Skull with a short and wide beak. Pectoral girdle very small or absent, wing absent, only an indication in Dinornis dromioides. Hallux absent or present. An extension bridge to the tibio-tarsus, which is placed near the inner border of the bone. No superior notch to the sternum. Most of the species of very large size. The tarso-metatarsus is either long and slender or short and wide, and its anterior surface may or may not be grooved. The second trochlea is longer than the fourth, the third is not pedunculated, and there is no perforation in the groove between the third and fourth trochlea. In the tibio-tarsus the cnemial crest rises well above the head; the extensor groove is separated by a considerable interval from the inner border of the bone. There is a well-defined intercondylar tubercle; the intercondylar gorge is deep, and there is no deep pit on the lateral surface of the entocondyle. The femur may be either slender or stout, but is not markedly curved forwards. The popliteal depression is deep, and the summit of the great trochanter rises considerably above the level of the head. The pelvis approximates to that of the Apterygidae, but the pectineal process of the pubis is less developed, and the ischium and pubis may be longer and more slender. The coracoid and scapula are aborted and may be absent. The sternum, which may be either long and narrow, or broad and short, differs from that of the Apterygidae by the absence of the superior notch, the divergent lateral processes, and the reduction of the coracoidal grooves to small facets or their total disappearance. The cervical vertebrae are relatively short, an expanded neural platform as far as the sixth.

In Anomalopteryx and Megalapteryx the number of cervical vertebrae is 21, and there are 2 cervico-dorsal and 4 free dorsal vertebrae, so it is fair to assume that this is the correct number throughout the family.

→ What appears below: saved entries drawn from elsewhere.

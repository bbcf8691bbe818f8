// Declare all domain modules
pub mod draft;
pub mod general;

pub use draft::*;
pub use general::*;

/// Top-level application event enum that aggregates all domain-specific events
#[derive(Debug, Clone)]
pub enum AppEvent {
    /// General utility events (warnings, debug output, operations)
    General(GeneralEvent),

    /// Recipe drafting events (version choice, artifacts, output)
    Draft(DraftEvent),
}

The feathers had after-shafts.

I have adopted Professor Parker's classification in the genera, only substituting Cela Reichenbach for Mesapteryx Hutton, which is a synonym of Megalapteryx Haast. As to the species I have used my own judgment; I felt obliged to name a number of species acknowledged by Parker and Lydekker but not named, because this system of indicating species by the letters A, B, C, &c., which has crept into our nomenclature, will make all understanding impossible, as not always the same species is denoted by the same letter. A few of these species will naturally later have to be sunk, as some have been founded on skulls and others on leg bones, or so, which, when we get perfect individual skeletons may prove to be identical, but I do not think these will be many.